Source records
····················
//! A deterministic, tick driven kart race engine.
//!
//! The engine advances a fixed point world at 60 Hz: kart physics, items,
//! bots and the peer to peer synchronization of kart state. Renderers and
//! UI read the world through [`RaceEngine::state`], which always observes
//! a coherent snapshot between two ticks.

use std::sync::mpsc::{self, Sender};
use std::sync::{Arc, Condvar, Mutex, PoisonError, RwLock, RwLockReadGuard};
use std::thread::{self, JoinHandle};
use std::time::Duration;

use thiserror::Error;

pub mod bot;
pub mod engine;
pub mod input;
pub mod items;
pub mod kart;
pub mod math;
pub mod net;
pub mod race;
pub mod track;

pub use engine::EngineConfig;
pub use input::Buttons;
pub use input::InputSnapshot;
pub use race::RaceEvent;
pub use race::RaceMode;
pub use race::RacePhase;
pub use race::RaceState;
pub use track::Map;

/// The deterministic PRNG used wherever the engine needs randomness.
pub type StdRng = rand_pcg::Pcg64;

/// A fatal engine error.
#[derive(Debug, Error)]
pub enum EngineError {
    #[error("track error: {0}")]
    Track(#[from] track::TrackError),
    #[error("connection error: {0}")]
    Connection(#[from] net::ConnectionError),
}

/// The result of the engine thread after it has finished.
pub type EngineResult = Result<(), EngineError>;

/// Commands for the engine to execute.
pub enum EngineCommand {
    /// Replace the pending input snapshot.
    Input(InputSnapshot),
    /// Toggle the pause flag; physics and chronometer both suspend.
    PauseToggle,
    /// Set our ready flag in the lobby.
    SetReady(bool),
    /// Put every kart back on its grid slot.
    Reset,
    /// Clear the accumulated race events.
    ClearEvents,
    /// Shut the engine down.
    Close,
}

/// A running race engine.
///
/// Starting the engine spawns a driver thread that owns the physics and
/// chronometer clocks. This handle is the window to interact with it.
pub struct RaceEngine {
    /// The race state shared with the engine thread.
    pub state: ReadOnlyState,
    join_handle: Option<JoinHandle<EngineResult>>,
    command_tx: Sender<EngineCommand>,
    tick_signal: TickSignal,
}

impl RaceEngine {
    /// Load the configured track, open the peer socket (in multiplayer)
    /// and start the engine thread.
    ///
    /// The only fatal start errors are an unknown map and, when
    /// multiplayer was requested, an unavailable socket.
    pub fn start(config: EngineConfig) -> Result<RaceEngine, EngineError> {
        let track = match &config.track {
            Some(track) => track.clone(),
            None => track::TrackData::for_map(config.map)?,
        };
        let self_id = net::PeerId::from_hardware(&config.hardware_addr);
        let player_index = match config.mode {
            RaceMode::SinglePlayer => 0,
            RaceMode::MultiPlayer => self_id.slot(),
        };
        let netplay = match config.mode {
            RaceMode::SinglePlayer => None,
            RaceMode::MultiPlayer => Some(engine::Netplay::open(config.port, self_id)?),
        };

        let state = Arc::new(RwLock::new(RaceState::new(
            track,
            config.mode,
            player_index,
            &config.player_name,
        )));
        let (command_tx, command_rx) = mpsc::channel();
        let tick_signal = TickSignal::new();

        let join_handle = {
            let state = state.clone();
            let signal = tick_signal.clone();
            signal.enable();
            thread::Builder::new()
                .name("race engine".into())
                .spawn(move || {
                    let result = engine::run(config, state, command_rx, &signal, netplay);
                    signal.disable();
                    result
                })
                .expect("should be able to spawn the engine thread")
        };

        Ok(RaceEngine {
            state: ReadOnlyState::new(state),
            join_handle: Some(join_handle),
            command_tx,
            tick_signal,
        })
    }

    /// Returns `true` once the engine thread has finished.
    pub fn is_finished(&self) -> bool {
        self.join_handle
            .as_ref()
            .map_or(true, |handle| handle.is_finished())
    }

    /// Joins the engine thread and returns its result.
    ///
    /// The result is only returned the first time this is called after
    /// the thread finished.
    pub fn join(&mut self) -> Option<EngineResult> {
        self.join_handle.take().map(|handle| {
            handle
                .join()
                .expect("should be able to join the engine thread")
        })
    }

    /// Send a command to the engine. Sends after shutdown are dropped.
    pub fn send(&self, command: EngineCommand) {
        if !self.is_finished() {
            _ = self.command_tx.send(command);
        }
    }

    /// Hand the engine the freshest input snapshot.
    pub fn set_input(&self, input: InputSnapshot) {
        self.send(EngineCommand::Input(input));
    }

    pub fn pause_toggle(&self) {
        self.send(EngineCommand::PauseToggle);
    }

    pub fn set_ready(&self, ready: bool) {
        self.send(EngineCommand::SetReady(ready));
    }

    pub fn reset(&self) {
        self.send(EngineCommand::Reset);
    }

    pub fn clear_events(&self) {
        self.send(EngineCommand::ClearEvents);
    }

    /// Ask the engine to shut down. It broadcasts its goodbye, cancels
    /// both clocks and ends the thread.
    pub fn stop(&self) {
        self.send(EngineCommand::Close);
    }

    /// Block until the next executed tick.
    pub fn wait_for_update(&self) -> Result<(), WaitError> {
        self.tick_signal.wait()
    }

    /// Block until the next executed tick or until the timeout expires.
    pub fn wait_for_update_timeout(&self, duration: Duration) -> Result<(), WaitError> {
        self.tick_signal.wait_timeout(duration)
    }
}

/// A read only view of the race state.
///
/// Reading locks out the tick for the duration of the guard, which is
/// what guarantees the renderer a coherent snapshot. Hold the guard
/// briefly; [`ReadOnlyState::snapshot`] clones the whole state for
/// anyone who wants to keep it.
#[derive(Clone)]
pub struct ReadOnlyState {
    state: Arc<RwLock<RaceState>>,
}

impl ReadOnlyState {
    fn new(state: Arc<RwLock<RaceState>>) -> ReadOnlyState {
        ReadOnlyState { state }
    }

    /// Lock and read the current state.
    pub fn read(
        &self,
    ) -> Result<RwLockReadGuard<'_, RaceState>, PoisonError<RwLockReadGuard<'_, RaceState>>> {
        self.state.read()
    }

    /// A clone of the current state, detached from the lock.
    pub fn snapshot(&self) -> Result<RaceState, PoisonError<RwLockReadGuard<'_, RaceState>>> {
        Ok(self.read()?.clone())
    }
}

/// An error that can occur when waiting for a tick.
#[derive(Debug, Error)]
pub enum WaitError {
    #[error("the engine is not running")]
    EngineStopped,
    #[error("wait timeout expired")]
    TimeoutExpired,
}

/// A signal that fires after every executed tick.
///
/// A wrapper around a condvar; the engine enables it on start, triggers
/// it per tick and disables it on shutdown, waking every waiter.
#[derive(Clone)]
pub struct TickSignal {
    pair: Arc<(Mutex<SignalState>, Condvar)>,
}

struct SignalState {
    enabled: bool,
    counter: usize,
}

impl TickSignal {
    fn new() -> TickSignal {
        TickSignal {
            pair: Arc::new((
                Mutex::new(SignalState {
                    enabled: false,
                    counter: 0,
                }),
                Condvar::new(),
            )),
        }
    }

    fn enable(&self) {
        let (state, _) = &*self.pair;
        state
            .lock()
            .expect("tick signal lock should not be poisoned")
            .enabled = true;
    }

    fn disable(&self) {
        let (state, var) = &*self.pair;
        state
            .lock()
            .expect("tick signal lock should not be poisoned")
            .enabled = false;
        var.notify_all();
    }

    /// Wake every waiter. Does nothing while disabled.
    pub fn trigger(&self) {
        let (state_mutex, var) = &*self.pair;
        let mut state = state_mutex
            .lock()
            .expect("tick signal lock should not be poisoned");
        if !state.enabled {
            return;
        }
        state.counter = state.counter.wrapping_add(1);
        var.notify_all();
    }

    /// Block until the next trigger. Errors when the engine stops.
    pub fn wait(&self) -> Result<(), WaitError> {
        let (state_mutex, var) = &*self.pair;
        let mut state = state_mutex
            .lock()
            .expect("tick signal lock should not be poisoned");
        if !state.enabled {
            return Err(WaitError::EngineStopped);
        }
        let seen = state.counter;
        while state.enabled && state.counter == seen {
            state = var
                .wait(state)
                .expect("tick signal lock should not be poisoned");
        }
        if !state.enabled {
            return Err(WaitError::EngineStopped);
        }
        Ok(())
    }

    /// Block until the next trigger or until the timeout expires.
    pub fn wait_timeout(&self, duration: Duration) -> Result<(), WaitError> {
        let (state_mutex, var) = &*self.pair;
        let mut state = state_mutex
            .lock()
            .expect("tick signal lock should not be poisoned");
        if !state.enabled {
            return Err(WaitError::EngineStopped);
        }
        let seen = state.counter;
        while state.enabled && state.counter == seen {
            let (next_state, result) = var
                .wait_timeout(state, duration)
                .expect("tick signal lock should not be poisoned");
            state = next_state;
            if result.timed_out() && state.enabled && state.counter == seen {
                return Err(WaitError::TimeoutExpired);
            }
        }
        if !state.enabled {
            return Err(WaitError::EngineStopped);
        }
        Ok(())
    }
}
····················
Required action
Now copy each line of the entries that mentions "shutdown".

Answer section
    /// Send a command to the engine. Sends after shutdown are dropped.
/// it per tick and disables it on shutdown, waking every waiter.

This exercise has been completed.